BEE requirements are also being tightened up at great risk to the economy, for BEE ownership deals are costly, while preferential procurement often makes for inflated prices and poor performance, while encouraging corruption. BEE also undermines black entrepreneurship, and is a further major constraint on investment, growth, and jobs (see again Damaging EE and BEE rules).

In addition, EE and BEE help only a relatively small elite. As the IRR field survey shows, only 17% of blacks have benefitted from EE, while 14% have been helped by BEE deals and 12% by BEE tenders. BEE is thus singularly unsuccessful in overcoming past disadvantage. On the contrary, it harms the great majority by undermining service delivery and fostering corruption, even as it chokes off investment, growth, and jobs (see @Liberty, No 24, attached).

BEE policies also overlook key obstacles to black advancement, from low growth and crippling unemployment to poor skills, high rates of violent crime, and broken families. BEE should thus be replaced by a new policy of ‘economic empowerment for the disadvantaged’ (EED) which focuses directly on the poor (instead of using race as a proxy for poverty) and seeks effective ways to overcome all barriers to upward mobility. In particular, EED recognises that the poor will benefit far more from state-funded vouchers empowering them to buy the education, health care, and housing of their choice (see @Liberty, No 24).

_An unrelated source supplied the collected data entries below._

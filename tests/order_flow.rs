use std::sync::Arc;

use axum_restaurant_api::{
    cart::CartStore,
    db::{create_orm_conn, create_pool, run_migrations},
    dto::{
        cart::AddToCartRequest,
        menu::{CreateMenuItemRequest, UpdateMenuItemRequest},
        orders::{PlaceOrderRequest, UpdateOrderStatusRequest},
        settings::{AdminCredentials, UpdateCredentialsRequest},
    },
    error::AppError,
    models::OrderStatus,
    routes::params::OrderListQuery,
    services::{auth_service, cart_service, menu_service, order_service, settings_service},
    state::AppState,
    storage::FsImageStore,
};
use sea_orm::ConnectionTrait;
use uuid::Uuid;

// Integration flow: browse -> cart -> place -> track; admin edits prices,
// toggles availability, updates status, rotates credentials.
#[tokio::test]
async fn cart_checkout_and_admin_flow() -> anyhow::Result<()> {
    // Allow skipping when no DB is configured in the environment.
    let database_url = match std::env::var("TEST_DATABASE_URL")
        .or_else(|_| std::env::var("DATABASE_URL"))
    {
        Ok(url) => url,
        Err(_) => {
            eprintln!(
                "Skipping test: set TEST_DATABASE_URL or DATABASE_URL to run integration flow tests."
            );
            return Ok(());
        }
    };

    let state = setup_state(&database_url).await?;
    let session = format!("sess-{}", Uuid::new_v4());

    // Seed one catalog item.
    let item = menu_service::create_item(
        &state,
        CreateMenuItemRequest {
            name: "Couscous".into(),
            name_fr: Some("Couscous".into()),
            description: "Traditional couscous".into(),
            description_fr: None,
            price: 45.0,
            category: "Plats".into(),
            category_fr: None,
            preparation_time: None,
            ingredients: Some(vec!["semoule".into(), "légumes".into()]),
            ingredients_fr: None,
        },
    )
    .await?
    .data
    .unwrap();
    assert!(item.available);
    assert_eq!(item.preparation_time, 15);

    // Placing with an empty cart is rejected and writes nothing.
    let err = order_service::place(
        &state,
        &session,
        PlaceOrderRequest {
            customer_name: "Amina".into(),
            customer_phone: None,
            customer_address: None,
            notes: None,
        },
    )
    .await
    .unwrap_err();
    assert!(matches!(err, AppError::Validation(_)));

    // Repeated adds of the same item merge into one entry.
    cart_service::add(
        &state,
        &session,
        AddToCartRequest {
            item_id: item.id,
            quantity: 2,
        },
    )
    .await?;
    let cart = cart_service::add(
        &state,
        &session,
        AddToCartRequest {
            item_id: item.id,
            quantity: 1,
        },
    )
    .await?
    .data
    .unwrap();
    assert_eq!(cart.items.len(), 1);
    assert_eq!(cart.items[0].quantity, 3);
    assert_eq!(cart.total, 135.0);

    // Adding an unknown item is a NotFound.
    let err = cart_service::add(
        &state,
        &session,
        AddToCartRequest {
            item_id: Uuid::new_v4(),
            quantity: 1,
        },
    )
    .await
    .unwrap_err();
    assert!(matches!(err, AppError::NotFound));

    // Place the order.
    let order = order_service::place(
        &state,
        &session,
        PlaceOrderRequest {
            customer_name: "Amina".into(),
            customer_phone: Some("+212600000000".into()),
            customer_address: None,
            notes: Some("no onions".into()),
        },
    )
    .await?
    .data
    .unwrap();
    assert_eq!(order.total_amount, 135.0);
    assert_eq!(order.status, "جديد");
    assert_eq!(order.status_kind, OrderStatus::New);
    assert_eq!(order.tracking_code.len(), 8);
    assert_eq!(order.items.len(), 1);
    assert_eq!(order.items[0].quantity, 3);

    // The cart is gone after placement.
    let cart = cart_service::view(&state, &session).await?.data.unwrap();
    assert!(cart.items.is_empty());

    // Tracking returns the same order.
    let tracked = order_service::track(&state, &order.tracking_code)
        .await?
        .data
        .unwrap();
    assert_eq!(tracked.id, order.id);
    assert_eq!(tracked.total_amount, 135.0);

    let err = order_service::track(&state, "ZZZZZZZZ").await.unwrap_err();
    assert!(matches!(err, AppError::NotFound));

    // Editing the price afterwards does not move the stored total.
    menu_service::update_item(
        &state,
        item.id,
        UpdateMenuItemRequest {
            price: Some(60.0),
            name: None,
            name_fr: None,
            description: None,
            description_fr: None,
            category: None,
            category_fr: None,
            preparation_time: None,
            ingredients: None,
            ingredients_fr: None,
            available: None,
        },
    )
    .await?;
    let tracked = order_service::track(&state, &order.tracking_code)
        .await?
        .data
        .unwrap();
    assert_eq!(tracked.total_amount, 135.0);

    // Toggling availability twice restores it, and the available listing follows.
    let first = menu_service::toggle_availability(&state, item.id)
        .await?
        .data
        .unwrap();
    assert!(!first.available);
    let listed = menu_service::list_available(&state, None).await?.data.unwrap();
    assert!(!listed.items.iter().any(|i| i.id == item.id));

    let second = menu_service::toggle_availability(&state, item.id)
        .await?
        .data
        .unwrap();
    assert!(second.available);
    let listed = menu_service::list_available(&state, None).await?.data.unwrap();
    assert!(listed.items.iter().any(|i| i.id == item.id));

    // Status updates accept only known labels and bump updated_at.
    let err = order_service::set_status(
        &state,
        order.id,
        UpdateOrderStatusRequest {
            status: "on the moon".into(),
        },
    )
    .await
    .unwrap_err();
    assert!(matches!(err, AppError::Validation(_)));

    let updated = order_service::set_status(
        &state,
        order.id,
        UpdateOrderStatusRequest {
            status: OrderStatus::Delivered.label().into(),
        },
    )
    .await?
    .data
    .unwrap();
    assert_eq!(updated.status_kind, OrderStatus::Delivered);
    assert!(updated.updated_at >= order.updated_at);

    // Admin listing and stats see the order.
    let orders = order_service::list_all(
        &state,
        OrderListQuery {
            page: Some(1),
            per_page: Some(20),
            status: Some(OrderStatus::Delivered.label().to_string()),
            sort_order: None,
        },
    )
    .await?
    .data
    .unwrap();
    assert!(orders.items.iter().any(|o| o.id == order.id));

    let stats = order_service::stats(&state).await?.data.unwrap();
    assert_eq!(stats.total_orders, 1);
    assert_eq!(stats.pending_orders, 0);
    assert_eq!(stats.completed_orders, 1);

    Ok(())
}

#[tokio::test]
async fn credential_rotation_switches_which_login_succeeds() -> anyhow::Result<()> {
    let database_url = match std::env::var("TEST_DATABASE_URL")
        .or_else(|_| std::env::var("DATABASE_URL"))
    {
        Ok(url) => url,
        Err(_) => {
            eprintln!(
                "Skipping test: set TEST_DATABASE_URL or DATABASE_URL to run integration flow tests."
            );
            return Ok(());
        }
    };

    let state = setup_state(&database_url).await?;

    // Missing key means the built-in default applies.
    assert!(auth_service::verify_credentials(&state.pool, "admin", "admin").await?);

    let creds = AdminCredentials {
        username: "owner".into(),
        password: "first-password".into(),
    };
    settings_service::update(
        &state.pool,
        "admin_credentials",
        &serde_json::to_value(&creds)?,
    )
    .await?;

    assert!(auth_service::verify_credentials(&state.pool, "owner", "first-password").await?);
    assert!(!auth_service::verify_credentials(&state.pool, "admin", "admin").await?);

    // Rotation through the typed endpoint requires the current password.
    let err = settings_service::update_admin_credentials(
        &state.pool,
        UpdateCredentialsRequest {
            current_password: "wrong".into(),
            new_username: "owner".into(),
            new_password: "second-password".into(),
            confirm_password: "second-password".into(),
        },
    )
    .await
    .unwrap_err();
    assert!(matches!(err, AppError::Validation(_)));

    settings_service::update_admin_credentials(
        &state.pool,
        UpdateCredentialsRequest {
            current_password: "first-password".into(),
            new_username: "owner".into(),
            new_password: "second-password".into(),
            confirm_password: "second-password".into(),
        },
    )
    .await?;

    assert!(auth_service::verify_credentials(&state.pool, "owner", "second-password").await?);
    assert!(!auth_service::verify_credentials(&state.pool, "owner", "first-password").await?);

    // The stored group is visible through the settings listing.
    let all = settings_service::get_all(&state.pool).await?.data.unwrap();
    assert!(all.settings.contains_key("admin_credentials"));

    Ok(())
}

async fn setup_state(database_url: &str) -> anyhow::Result<AppState> {
    let pool = create_pool(database_url).await?;
    let orm = create_orm_conn(database_url).await?;
    run_migrations(&orm).await?;

    // Clean tables between runs.
    let backend = orm.get_database_backend();
    orm.execute(sea_orm::Statement::from_string(
        backend,
        "TRUNCATE TABLE orders, menu_items, settings",
    ))
    .await?;

    let upload_dir = std::env::temp_dir().join(format!("restaurant-images-{}", Uuid::new_v4()));
    Ok(AppState {
        pool,
        orm,
        carts: CartStore::default(),
        images: Arc::new(FsImageStore::new(upload_dir)?),
        jwt_secret: "integration-test-secret".to_string(),
    })
}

BEE also damages social cohesion by requiring racial classification and racial preferencing, both of which are contrary to the Constitution’s founding value of non-racialism. This emphasis on racial targets is also unnecessary and irrational when more effective and race-neutral measures are available to overcome the consequences of past racial discrimination.

Trust between citizens: Racial laws and the ANC’s racial rhetoric seem calculated to drive a wedge between black and white South Africans. That race relations still remain generally good is a tribute to ordinary people, who continue to seek racial harmony and co-operation, unlike many in the ruling party. As the IRR’s field survey shows, 85% of blacks think that ‘the different races need each other for progress’, as do 86% of whites. Some 83% of blacks say that ‘with better education and more jobs, the present differences between the races will steadily disappear’, while 82% of whites think the same. Black and white South Africans also share various other views, including a dislike of racial targets in employment and in sport (see again IRR, Race Relations in South Africa: Reasons for Hope).

However, if the economy continues to falter – and the ANC uses this to drive more polarising racial rhetoric and further damaging race-based legislation – current social trust could well be eroded. There is, however, an effective remedy against this: to shift from BEE to EED; put the emphasis on growth and jobs, rather than redistribution and dependency; and empower the poor through education, health, and housing vouchers (see @Liberty, No 24, attached).

Social solidarity and active participatory citizenship: South Africa already has very high levels of redistribution via the budget, with some 60% of revenue going to fund social grants and the wider social wage. This speaks to a high level of social solidarity, especially as the middle class that pays most taxes gets little back from the state in return. However, current policies also encourage the poor to become passive dependents on the state, so eroding active participatory citizenship.

The best way to promote such citizenship is to implement key political reforms aimed, among other things, at strengthening parliament, increasing accountability, and combating the corruption which many people now feel helpless in trying to counter. A shift from BEE to EED, in combination with reforms aimed at stimulating investment, growth, and employment, would also be effective in building self-reliance and allowing people actively to pursue their own advancement (see again the IRR’s National Growth Strategy, attached).

South African Institute of Race Relations NPC    29 August 2016

NB(1): Submissions were limited in length to two pages, plus attachments.